Fortuna Critica

A brutalidade e o cotidiano de Brasiliense



Carlos André Moreira
Zero Hora (Porto Alegre, 25/03/2008)

Recomenda-se não ler um livro focando-se nas orelhas. Mas determinadas obras podem permitir uma aproximação por suas epígrafes. É o caso da coletânea de contos Olhos de Morcego, que o escritor Leonardo Brasiliense autografa hoje às 19h na Livraria Cultura do Bourbon Country (Túlio de Rose, 80). Uma frase de Aristóteles dá título ao livro e também fornece uma chave de leitura para os 10 contos do livro, quarta coletânea de narrativas breves do autor.

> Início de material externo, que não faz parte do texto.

//! # Theme System
//!
//! Color themes for the list TUI.
//!
//! Rendering code never hardcodes `ratatui::style::Color` values; it reads
//! the role fields of the active [`Theme`]. Pressing `t` cycles through the
//! built-in themes and the choice is written to the user config.
//!
//! ## Built-in Themes
//!
//! - **Catppuccin Mocha** (default) - warm, dark pastel theme
//! - **Catppuccin Latte** - light pastel theme
//! - **Dracula** - dark theme with vivid colors
//! - **Nord** - arctic, north-bluish color palette
//! - **Gruvbox Dark** - retro groove color scheme

use ratatui::style::Color;

/// Colors used by the list TUI, grouped by role.
#[derive(Debug, Clone, PartialEq)]
pub struct Theme {
    /// Human-readable name, also the value stored in the config file.
    pub name: &'static str,

    /// Background for every panel.
    pub bg: Color,
    /// Item labels and body text.
    pub fg: Color,
    /// Instruction line, footer and the "no items" indicator.
    pub fg_dim: Color,

    /// Heading text and focused borders.
    pub accent: Color,
    /// Label emphasis in the summary line.
    pub secondary: Color,

    /// Foreground of the active row.
    pub active_fg: Color,
    /// Background of the active row.
    pub active_bg: Color,
}

impl Theme {
    /// All built-in themes in cycling order.
    pub fn all() -> &'static [Theme] {
        &BUILT_IN_THEMES
    }

    /// Find a built-in theme by name (case-insensitive).
    pub fn by_name(name: &str) -> Option<&'static Theme> {
        BUILT_IN_THEMES
            .iter()
            .find(|t| t.name.eq_ignore_ascii_case(name))
    }

    pub fn default_theme() -> &'static Theme {
        &BUILT_IN_THEMES[0]
    }

    /// The theme after this one, wrapping to the first.
    pub fn next(&self) -> &'static Theme {
        let pos = BUILT_IN_THEMES
            .iter()
            .position(|t| t.name == self.name)
            .unwrap_or(0);
        &BUILT_IN_THEMES[(pos + 1) % BUILT_IN_THEMES.len()]
    }
}

static BUILT_IN_THEMES: [Theme; 5] = [
    Theme {
        name: "Catppuccin Mocha",
        bg: Color::Rgb(30, 30, 46),             // base
        fg: Color::Rgb(205, 214, 244),          // text
        fg_dim: Color::Rgb(108, 112, 134),      // overlay0
        accent: Color::Rgb(137, 180, 250),      // blue
        secondary: Color::Rgb(249, 226, 175),   // yellow
        active_fg: Color::Rgb(30, 30, 46),      // base
        active_bg: Color::Rgb(137, 180, 250),   // blue
    },
    Theme {
        name: "Catppuccin Latte",
        bg: Color::Rgb(239, 241, 245),          // base
        fg: Color::Rgb(76, 79, 105),            // text
        fg_dim: Color::Rgb(156, 160, 176),      // overlay0
        accent: Color::Rgb(30, 102, 245),       // blue
        secondary: Color::Rgb(223, 142, 29),    // yellow
        active_fg: Color::Rgb(239, 241, 245),   // base
        active_bg: Color::Rgb(30, 102, 245),    // blue
    },
    Theme {
        name: "Dracula",
        bg: Color::Rgb(40, 42, 54),
        fg: Color::Rgb(248, 248, 242),
        fg_dim: Color::Rgb(98, 114, 164),
        accent: Color::Rgb(189, 147, 249),      // purple
        secondary: Color::Rgb(241, 250, 140),   // yellow
        active_fg: Color::Rgb(40, 42, 54),
        active_bg: Color::Rgb(139, 233, 253),   // cyan
    },
    Theme {
        name: "Nord",
        bg: Color::Rgb(46, 52, 64),
        fg: Color::Rgb(216, 222, 233),
        fg_dim: Color::Rgb(76, 86, 106),
        accent: Color::Rgb(136, 192, 208),      // frost
        secondary: Color::Rgb(235, 203, 139),   // yellow
        active_fg: Color::Rgb(46, 52, 64),
        active_bg: Color::Rgb(129, 161, 193),
    },
    Theme {
        name: "Gruvbox Dark",
        bg: Color::Rgb(40, 40, 40),
        fg: Color::Rgb(235, 219, 178),
        fg_dim: Color::Rgb(146, 131, 116),
        accent: Color::Rgb(131, 165, 152),      // blue
        secondary: Color::Rgb(250, 189, 47),    // yellow
        active_fg: Color::Rgb(40, 40, 40),
        active_bg: Color::Rgb(184, 187, 38),    // green
    },
];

A frase é "Assim como os olhos do morcego reagem diante da luz do dia, assim também a inteligência que está em nossa alma se comporta diante das coisas que, por sua natureza, são as mais evidentes". Se os olhos de morcego reagem à luz, como na frase de Aristóteles, os personagens do livro reagem - quase sempre de formas inesperadas para o leitor e para elas próprias - a uma violência subjacente nas relações. O mundo ficcional criado por Brasiliense é, na prática, uma sucessão de conseqüências desastrosas de uma administração equivocada de circunstâncias. É esse imbricar da brutalidade com o cotidiano que produz alguns dos episódios de maior estranhamento na obra. E em literatura, estranhamento é virtude.

Às vezes os resultados dessa interconexão são ótimos, como na desesperadora história de A Neta Estuprada, na qual uma septuagenária parte às cegas para uma vingança contra o homem que violentou sua neta, cega. Ou na história plena de uma tensão não-concretizada Dona Mimosa, a Parteira, na qual a personagem-título é chamada no meio da madrugada para efetuar um parto em um rancho a quilômetros de sua casa e sofre um acidente com o cavalo no meio do caminho. E é de uma ironia refinada que a protagonista seja uma parteira - ofício associado com o despertar da vida - em uma narrativa triste na qual tudo vai sendo perdido gradativamente, numa lenta atmosfera de morte.

A dezena de histórias em Olhos de Morcego (7Letras, 112 páginas, R$ 27) lança um olhar melancólico sobre personagens das chamadas classes populares: peões de estância, policiais, proprietárias de botecos, os menos bem posicionados na escala social, e às vezes um certo toque farsesco se insinua por entre as peças realistas que compõem o volume - e este casamento já é menos bem-sucedido. O ritmo e algumas imagens particularmente felizes do conto Fim dos Tempos perdem-se em meio ao desfecho, que extrapola o trágico até pisar no terreno do nonsense, diluindo o efeito construído até então com o ritmo veloz e entrecortado.